Queue up log items when Client is not ready #36

znation · 2025-06-06T23:22:32Z

Instead of blocking while waiting for a Space to initialize, keep the client as None and attempt to initialize it lazily on each log call. When a client is successfully initialized, the log call will flush the queue.

Fixes #28

abidlabs · 2025-06-11T01:27:15Z

Cool @znation! This is definitely an improvement over the current behavior, but it's still somewhat blocking as it relies on the timeout from Client.__init__ kicking in. You'll see here for example, that there's still a big lag between the first and second epochs while the Client is still instantiatiting, that is not present after the subsequent epochs (after the Client has instantiated):

Screen.Recording.2025-06-10.at.6.04.06.PM.mov

Instead, I wonder if we can offload the Client instantiation to a background thread, and have log() check a shared flag or future to determine if the client is ready. Something along these lines:

        self._client_ready = threading.Event()
        self._client_lock = threading.Lock()
        self._client = client  # Might be None
        self.queued_logs = deque()

        if self._client is None:
            threading.Thread(target=self._init_client_background, daemon=True).start()
        else:
            self._client_ready.set()

    def _init_client_background(self):
        try:
            client = Client(self.url, verbose=False)
            with self._client_lock:
                self._client = client
            self._client_ready.set()
        except Exception as e:
            print(f"[trackio] Failed to initialize client in background: {e}")
            # Do not set _client_ready, keep it false so log() knows to queue

One other thing to keep in mind is that the experiment might finish before the Client has instantiated so perhaps we should also, in the background thread, log everything that is currently in the queue, after the Client has instantiated. In this case, we might be accessing the queue from multiple threads, so we should wrap it with a threading.Lock

znation · 2025-06-11T07:59:35Z

@abidlabs I debated doing that (see comment thread) but I guess I should. I'll update this PR to use a background thread and drain the queue when the client is instantiated.

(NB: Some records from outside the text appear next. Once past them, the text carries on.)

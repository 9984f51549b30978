use serde::{Deserialize, Serialize};

#[derive(Debug, Clone, PartialEq, Serialize, Deserialize)]
pub struct Subcriterion {
    pub name: String,
    pub max_points: u32,
}

#[derive(Debug, Clone, PartialEq, Serialize, Deserialize)]
pub struct Criterion {
    pub name: String,
    pub max_points: u32,
    pub subcriteria: Vec<Subcriterion>,
}

impl Criterion {
    fn new(name: &str, max_points: u32, subcriteria: &[(&str, u32)]) -> Self {
        let subcriteria = subcriteria
            .iter()
            .map(|(name, max_points)| Subcriterion {
                name: (*name).to_string(),
                max_points: *max_points,
            })
            .collect();
        Self {
            name: name.to_string(),
            max_points,
            subcriteria,
        }
    }
}

/// Ordered scoring rubric. Loaded once, never mutated; shared read-only by
/// every component.
#[derive(Debug, Clone, PartialEq, Serialize, Deserialize)]
pub struct Rubric {
    criteria: Vec<Criterion>,
}

impl Rubric {
    /// Invariant: each criterion's sub-criterion weights sum to its maximum.
    pub fn new(criteria: Vec<Criterion>) -> Self {
        debug_assert!(
            criteria.iter().all(|criterion| {
                let sum: u32 = criterion.subcriteria.iter().map(|s| s.max_points).sum();
                sum == criterion.max_points
            }),
            "sub-criterion weights must sum to the criterion maximum"
        );
        Self { criteria }
    }

    /// The fixed hackathon judging rubric: five criteria, 100 points total.
    pub fn hackathon() -> Self {
        Self::new(vec![
            Criterion::new(
                "Creativity",
                25,
                &[
                    ("Originality: How unique and innovative is the concept?", 9),
                    (
                        "Problem-solving: Does it address pharmacy challenges in novel ways?",
                        8,
                    ),
                    (
                        "Design: Is the virtual pharmacy aesthetically appealing and well-designed?",
                        8,
                    ),
                ],
            ),
            Criterion::new(
                "Interactivity",
                25,
                &[
                    ("User Experience: How intuitive and engaging is the interface?", 9),
                    (
                        "Functionality: Does it offer interactive features that enhance the pharmacy experience?",
                        8,
                    ),
                    (
                        "Accessibility: Is it easy for users of varying technical abilities to navigate?",
                        8,
                    ),
                ],
            ),
            Criterion::new(
                "Team Collaboration",
                15,
                &[
                    (
                        "Roles: Did team members have clearly defined and complementary roles?",
                        5,
                    ),
                    (
                        "Execution: How well did the team work together to bring the concept to life?",
                        5,
                    ),
                    ("Presentation: Was the project presented cohesively by the team?", 5),
                ],
            ),
            Criterion::new(
                "Traction",
                15,
                &[
                    ("Feasibility: How realistic is the implementation of this concept?", 5),
                    ("Scalability: Can the solution be easily expanded or adapted?", 5),
                    (
                        "Market Potential: Is there a clear target audience and business model?",
                        5,
                    ),
                ],
            ),
            Criterion::new(
                "Vision",
                20,
                &[
                    (
                        "Impact: How could this transform pharmacy services in the metaverse?",
                        7,
                    ),
                    (
                        "Future-readiness: Does it anticipate and address upcoming trends in healthcare?",
                        7,
                    ),
                    (
                        "Sustainability: Is there a long-term plan for maintaining and evolving the project?",
                        6,
                    ),
                ],
            ),
        ])
    }

    pub fn criteria(&self) -> &[Criterion] {
        &self.criteria
    }

    pub fn criterion_index(&self, name: &str) -> Option<usize> {
        self.criteria.iter().position(|c| c.name == name)
    }

    pub fn subcriterion_index(&self, criterion: usize, name: &str) -> Option<usize> {
        self.criteria
            .get(criterion)?
            .subcriteria
            .iter()
            .position(|s| s.name == name)
    }

    /// Maximum achievable total, computed from the criteria rather than
    /// assumed.
    pub fn grand_max(&self) -> u32 {
        self.criteria.iter().map(|c| c.max_points).sum()
    }
}

#[cfg(test)]
mod tests {
    use super::Rubric;

    #[test]
    fn subcriterion_weights_sum_to_criterion_maximum() {
        let rubric = Rubric::hackathon();
        for criterion in rubric.criteria() {
            let sum: u32 = criterion.subcriteria.iter().map(|s| s.max_points).sum();
            assert_eq!(sum, criterion.max_points, "{}", criterion.name);
        }
    }

    #[test]
    fn hackathon_rubric_totals_one_hundred() {
        assert_eq!(Rubric::hackathon().grand_max(), 100);
    }

    #[test]
    fn lookup_by_name_follows_rubric_order() {
        let rubric = Rubric::hackathon();
        assert_eq!(rubric.criterion_index("Creativity"), Some(0));
        assert_eq!(rubric.criterion_index("Vision"), Some(4));
        assert_eq!(rubric.criterion_index("Speed"), None);

        let collaboration = rubric.criterion_index("Team Collaboration").unwrap();
        assert_eq!(
            rubric.subcriterion_index(
                collaboration,
                "Roles: Did team members have clearly defined and complementary roles?"
            ),
            Some(0)
        );
        assert_eq!(rubric.subcriterion_index(collaboration, "Speed"), None);
        assert_eq!(rubric.subcriterion_index(99, "Speed"), None);
    }
}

znation · 2025-06-11T08:02:36Z

I don't think we need a threading.Event since we don't want to block any thread waiting for any other -- log calls should proceed and either enqueue or use the non-null client, so I think the threading.Lock is sufficient.

abidlabs · 2025-06-11T19:30:30Z

Thanks @znation sorry I missed the thread earlier, but this approach you suggested sounds good to me

znation · 2025-06-20T09:52:23Z

@abidlabs I implemented the threading.Lock suggestion and now neither init nor log block while the client is instantiating. Please re-review at your convenience. Thanks!

trackio/run.py

abidlabs · 2025-06-20T13:50:00Z

Hmm I'm seeing a

[trackio] Failed to initialize client in background: can't create new thread at interpreter shutdown

error when running e.g. python examples/deploy-on-spaces.py

znation · 2025-06-20T20:30:54Z

Thanks for finding that @abidlabs, apparently I should test scripts in addition to in a Jupyter notebook. I'll fix that.

znation · 2025-06-21T00:26:25Z

Thanks @abidlabs, I think with this commit it should work from both a script and Jupyter notebook. In order to avoid errors and data loss we have to block at some point and make sure the client is instantiated, so I have done this on the finish call to make sure the queue flushes by the end of finish.

pyproject.toml

abidlabs · 2025-06-22T01:44:42Z

Nice @znation! Code looks good I tested with python examples/deploy-on-spaces.py, and it didn't block the code execution while waiting for the Space to start.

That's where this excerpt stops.